* **Data for this task**
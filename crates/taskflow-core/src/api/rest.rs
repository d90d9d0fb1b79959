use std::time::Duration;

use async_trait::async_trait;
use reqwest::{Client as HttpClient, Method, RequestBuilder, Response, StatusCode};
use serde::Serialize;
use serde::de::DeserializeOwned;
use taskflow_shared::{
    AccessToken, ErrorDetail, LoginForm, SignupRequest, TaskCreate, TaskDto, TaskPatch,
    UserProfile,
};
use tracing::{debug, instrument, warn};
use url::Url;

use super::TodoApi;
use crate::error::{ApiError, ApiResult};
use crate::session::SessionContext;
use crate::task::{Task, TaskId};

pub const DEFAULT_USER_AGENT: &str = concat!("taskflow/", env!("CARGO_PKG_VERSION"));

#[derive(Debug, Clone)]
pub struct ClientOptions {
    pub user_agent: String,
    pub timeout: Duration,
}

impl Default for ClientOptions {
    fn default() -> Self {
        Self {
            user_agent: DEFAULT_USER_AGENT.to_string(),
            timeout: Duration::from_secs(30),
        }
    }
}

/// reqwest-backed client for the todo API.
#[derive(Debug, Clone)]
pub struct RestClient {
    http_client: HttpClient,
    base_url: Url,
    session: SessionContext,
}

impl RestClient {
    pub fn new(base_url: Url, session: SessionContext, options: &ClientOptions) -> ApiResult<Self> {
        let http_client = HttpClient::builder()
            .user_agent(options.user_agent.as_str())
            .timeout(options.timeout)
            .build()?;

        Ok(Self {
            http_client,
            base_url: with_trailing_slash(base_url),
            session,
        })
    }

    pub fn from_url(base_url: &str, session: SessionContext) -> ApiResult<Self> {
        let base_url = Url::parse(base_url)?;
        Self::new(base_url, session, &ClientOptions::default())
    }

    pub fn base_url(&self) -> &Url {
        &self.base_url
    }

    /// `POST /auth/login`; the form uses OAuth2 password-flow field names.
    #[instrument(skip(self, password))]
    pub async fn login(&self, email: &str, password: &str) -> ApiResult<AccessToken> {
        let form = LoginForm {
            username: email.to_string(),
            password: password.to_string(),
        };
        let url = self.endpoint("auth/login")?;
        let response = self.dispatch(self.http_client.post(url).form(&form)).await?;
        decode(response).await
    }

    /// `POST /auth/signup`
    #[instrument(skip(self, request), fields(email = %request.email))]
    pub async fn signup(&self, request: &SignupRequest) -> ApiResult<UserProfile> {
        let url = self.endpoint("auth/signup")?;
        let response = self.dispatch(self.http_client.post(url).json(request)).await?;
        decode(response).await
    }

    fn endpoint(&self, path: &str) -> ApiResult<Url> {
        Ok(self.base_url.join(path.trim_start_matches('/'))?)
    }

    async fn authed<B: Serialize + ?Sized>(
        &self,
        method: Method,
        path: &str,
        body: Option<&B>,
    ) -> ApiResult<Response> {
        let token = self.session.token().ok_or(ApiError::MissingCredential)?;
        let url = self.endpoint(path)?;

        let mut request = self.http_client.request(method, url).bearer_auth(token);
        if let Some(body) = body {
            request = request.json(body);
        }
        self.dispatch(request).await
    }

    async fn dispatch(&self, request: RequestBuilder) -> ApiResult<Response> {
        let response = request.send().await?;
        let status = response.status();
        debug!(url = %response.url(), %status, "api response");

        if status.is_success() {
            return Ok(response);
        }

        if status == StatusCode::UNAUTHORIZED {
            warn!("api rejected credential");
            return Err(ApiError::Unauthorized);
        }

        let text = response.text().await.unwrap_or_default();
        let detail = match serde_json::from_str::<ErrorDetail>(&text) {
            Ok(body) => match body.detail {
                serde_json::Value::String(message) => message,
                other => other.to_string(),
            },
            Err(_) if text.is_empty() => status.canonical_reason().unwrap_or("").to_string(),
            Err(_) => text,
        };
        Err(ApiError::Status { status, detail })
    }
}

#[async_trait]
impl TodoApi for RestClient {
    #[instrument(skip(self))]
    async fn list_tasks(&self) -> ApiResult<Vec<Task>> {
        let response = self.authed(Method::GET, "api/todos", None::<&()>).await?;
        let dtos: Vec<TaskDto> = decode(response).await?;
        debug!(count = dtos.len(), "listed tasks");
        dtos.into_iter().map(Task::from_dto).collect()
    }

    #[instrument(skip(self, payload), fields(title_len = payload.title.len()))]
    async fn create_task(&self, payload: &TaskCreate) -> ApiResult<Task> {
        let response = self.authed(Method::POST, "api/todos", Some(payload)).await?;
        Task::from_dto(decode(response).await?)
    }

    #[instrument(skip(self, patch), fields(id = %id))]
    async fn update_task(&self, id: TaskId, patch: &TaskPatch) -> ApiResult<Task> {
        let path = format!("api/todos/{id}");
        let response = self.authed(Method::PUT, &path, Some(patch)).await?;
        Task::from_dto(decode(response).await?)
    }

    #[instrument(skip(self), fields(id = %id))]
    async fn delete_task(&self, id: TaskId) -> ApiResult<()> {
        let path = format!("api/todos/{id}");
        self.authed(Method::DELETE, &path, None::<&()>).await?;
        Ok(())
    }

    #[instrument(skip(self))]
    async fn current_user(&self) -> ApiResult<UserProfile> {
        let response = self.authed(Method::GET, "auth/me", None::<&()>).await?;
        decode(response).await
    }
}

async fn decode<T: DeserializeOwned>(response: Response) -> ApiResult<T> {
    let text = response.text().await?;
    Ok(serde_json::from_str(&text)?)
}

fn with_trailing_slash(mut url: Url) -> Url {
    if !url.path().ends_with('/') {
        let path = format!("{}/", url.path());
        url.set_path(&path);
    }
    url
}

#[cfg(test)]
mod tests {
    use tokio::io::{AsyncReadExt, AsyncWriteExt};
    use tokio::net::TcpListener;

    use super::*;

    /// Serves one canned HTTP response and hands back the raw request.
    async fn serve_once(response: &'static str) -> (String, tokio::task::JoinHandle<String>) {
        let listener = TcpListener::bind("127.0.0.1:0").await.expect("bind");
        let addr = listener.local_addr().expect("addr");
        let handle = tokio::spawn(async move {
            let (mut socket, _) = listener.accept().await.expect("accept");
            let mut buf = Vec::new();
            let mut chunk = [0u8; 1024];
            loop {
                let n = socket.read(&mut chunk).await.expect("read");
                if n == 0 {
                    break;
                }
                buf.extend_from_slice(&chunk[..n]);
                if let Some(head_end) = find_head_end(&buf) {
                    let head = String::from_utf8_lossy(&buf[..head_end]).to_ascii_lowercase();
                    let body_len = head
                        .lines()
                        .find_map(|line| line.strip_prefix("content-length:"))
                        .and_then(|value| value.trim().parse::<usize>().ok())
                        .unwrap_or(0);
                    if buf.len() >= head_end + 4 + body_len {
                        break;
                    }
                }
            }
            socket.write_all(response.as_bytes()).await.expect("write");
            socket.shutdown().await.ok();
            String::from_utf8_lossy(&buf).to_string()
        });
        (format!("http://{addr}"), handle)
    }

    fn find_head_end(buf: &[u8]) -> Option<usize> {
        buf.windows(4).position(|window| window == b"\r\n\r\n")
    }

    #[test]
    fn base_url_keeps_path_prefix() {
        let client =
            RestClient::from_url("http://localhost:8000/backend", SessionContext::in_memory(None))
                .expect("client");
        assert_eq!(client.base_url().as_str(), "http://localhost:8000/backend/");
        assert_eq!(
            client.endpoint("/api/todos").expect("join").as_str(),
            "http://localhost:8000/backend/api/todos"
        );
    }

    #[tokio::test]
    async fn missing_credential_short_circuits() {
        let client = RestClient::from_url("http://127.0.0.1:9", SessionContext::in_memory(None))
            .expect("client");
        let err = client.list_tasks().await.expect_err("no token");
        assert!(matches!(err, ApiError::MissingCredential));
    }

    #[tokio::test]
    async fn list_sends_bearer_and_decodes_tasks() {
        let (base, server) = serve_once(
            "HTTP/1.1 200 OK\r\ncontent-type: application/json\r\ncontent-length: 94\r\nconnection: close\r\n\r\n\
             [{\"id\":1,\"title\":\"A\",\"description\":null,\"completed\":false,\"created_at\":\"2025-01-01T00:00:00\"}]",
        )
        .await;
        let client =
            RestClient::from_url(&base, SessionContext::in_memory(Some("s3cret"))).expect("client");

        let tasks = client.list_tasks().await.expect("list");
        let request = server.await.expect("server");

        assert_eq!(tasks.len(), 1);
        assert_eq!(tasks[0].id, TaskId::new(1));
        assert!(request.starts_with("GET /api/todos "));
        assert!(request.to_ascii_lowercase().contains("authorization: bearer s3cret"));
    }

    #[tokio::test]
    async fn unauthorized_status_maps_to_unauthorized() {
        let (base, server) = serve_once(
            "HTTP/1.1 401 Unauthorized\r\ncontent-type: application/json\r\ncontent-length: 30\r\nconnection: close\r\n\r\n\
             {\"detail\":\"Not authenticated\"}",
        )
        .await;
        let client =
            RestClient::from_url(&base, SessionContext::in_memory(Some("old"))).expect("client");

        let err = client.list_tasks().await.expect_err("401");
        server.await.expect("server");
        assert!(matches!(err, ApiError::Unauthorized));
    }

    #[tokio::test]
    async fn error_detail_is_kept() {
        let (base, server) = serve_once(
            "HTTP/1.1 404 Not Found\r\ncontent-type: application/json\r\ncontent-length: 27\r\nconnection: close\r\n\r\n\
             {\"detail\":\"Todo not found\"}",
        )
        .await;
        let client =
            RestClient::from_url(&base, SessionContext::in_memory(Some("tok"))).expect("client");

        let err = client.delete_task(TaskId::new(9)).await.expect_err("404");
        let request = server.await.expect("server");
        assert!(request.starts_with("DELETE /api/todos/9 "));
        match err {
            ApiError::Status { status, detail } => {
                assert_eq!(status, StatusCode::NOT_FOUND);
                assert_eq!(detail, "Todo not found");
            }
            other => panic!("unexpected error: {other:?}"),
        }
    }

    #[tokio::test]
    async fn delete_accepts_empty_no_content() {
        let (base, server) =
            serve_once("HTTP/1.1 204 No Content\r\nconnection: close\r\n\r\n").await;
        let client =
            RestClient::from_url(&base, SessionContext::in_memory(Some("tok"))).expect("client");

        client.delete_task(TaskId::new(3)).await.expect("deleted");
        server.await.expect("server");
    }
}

--

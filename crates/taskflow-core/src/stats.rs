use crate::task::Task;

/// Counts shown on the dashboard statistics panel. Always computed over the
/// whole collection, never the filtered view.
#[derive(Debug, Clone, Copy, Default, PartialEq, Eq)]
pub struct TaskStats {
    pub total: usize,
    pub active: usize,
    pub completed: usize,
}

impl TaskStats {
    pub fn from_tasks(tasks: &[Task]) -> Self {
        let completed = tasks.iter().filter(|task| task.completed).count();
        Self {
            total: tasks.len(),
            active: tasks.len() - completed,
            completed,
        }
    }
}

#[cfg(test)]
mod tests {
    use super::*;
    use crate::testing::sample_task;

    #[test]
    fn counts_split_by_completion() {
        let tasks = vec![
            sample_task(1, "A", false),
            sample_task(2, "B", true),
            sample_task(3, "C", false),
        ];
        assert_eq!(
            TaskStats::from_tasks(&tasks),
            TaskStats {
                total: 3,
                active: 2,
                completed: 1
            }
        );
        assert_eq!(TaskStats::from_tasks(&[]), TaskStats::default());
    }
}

* **Task details**
Your answer should consist solely of the lines above from the line with "filename crates/taskflow-core/src/api/rest.rs" to the line with "SessionContext, options: &ClientOptions)", both included, reproduced exactly.

* **Answer**
filename crates/taskflow-core/src/api/rest.rs
repository d90d9d0fb1b79959
use std::time::Duration;

use async_trait::async_trait;
use reqwest::{Client as HttpClient, Method, RequestBuilder, Response, StatusCode};
use serde::Serialize;
use serde::de::DeserializeOwned;
use taskflow_shared::{
    AccessToken, ErrorDetail, LoginForm, SignupRequest, TaskCreate, TaskDto, TaskPatch,
    UserProfile,
};
use tracing::{debug, instrument, warn};
use url::Url;

use super::TodoApi;
use crate::error::{ApiError, ApiResult};
use crate::session::SessionContext;
use crate::task::{Task, TaskId};

pub const DEFAULT_USER_AGENT: &str = concat!("taskflow/", env!("CARGO_PKG_VERSION"));

#[derive(Debug, Clone)]
pub struct ClientOptions {
    pub user_agent: String,
    pub timeout: Duration,
}

impl Default for ClientOptions {
    fn default() -> Self {
        Self {
            user_agent: DEFAULT_USER_AGENT.to_string(),
            timeout: Duration::from_secs(30),
        }
    }
}

/// reqwest-backed client for the todo API.
#[derive(Debug, Clone)]
pub struct RestClient {
    http_client: HttpClient,
    base_url: Url,
    session: SessionContext,
}

impl RestClient {
    pub fn new(base_url: Url, session: SessionContext, options: &ClientOptions) -> ApiResult<Self> {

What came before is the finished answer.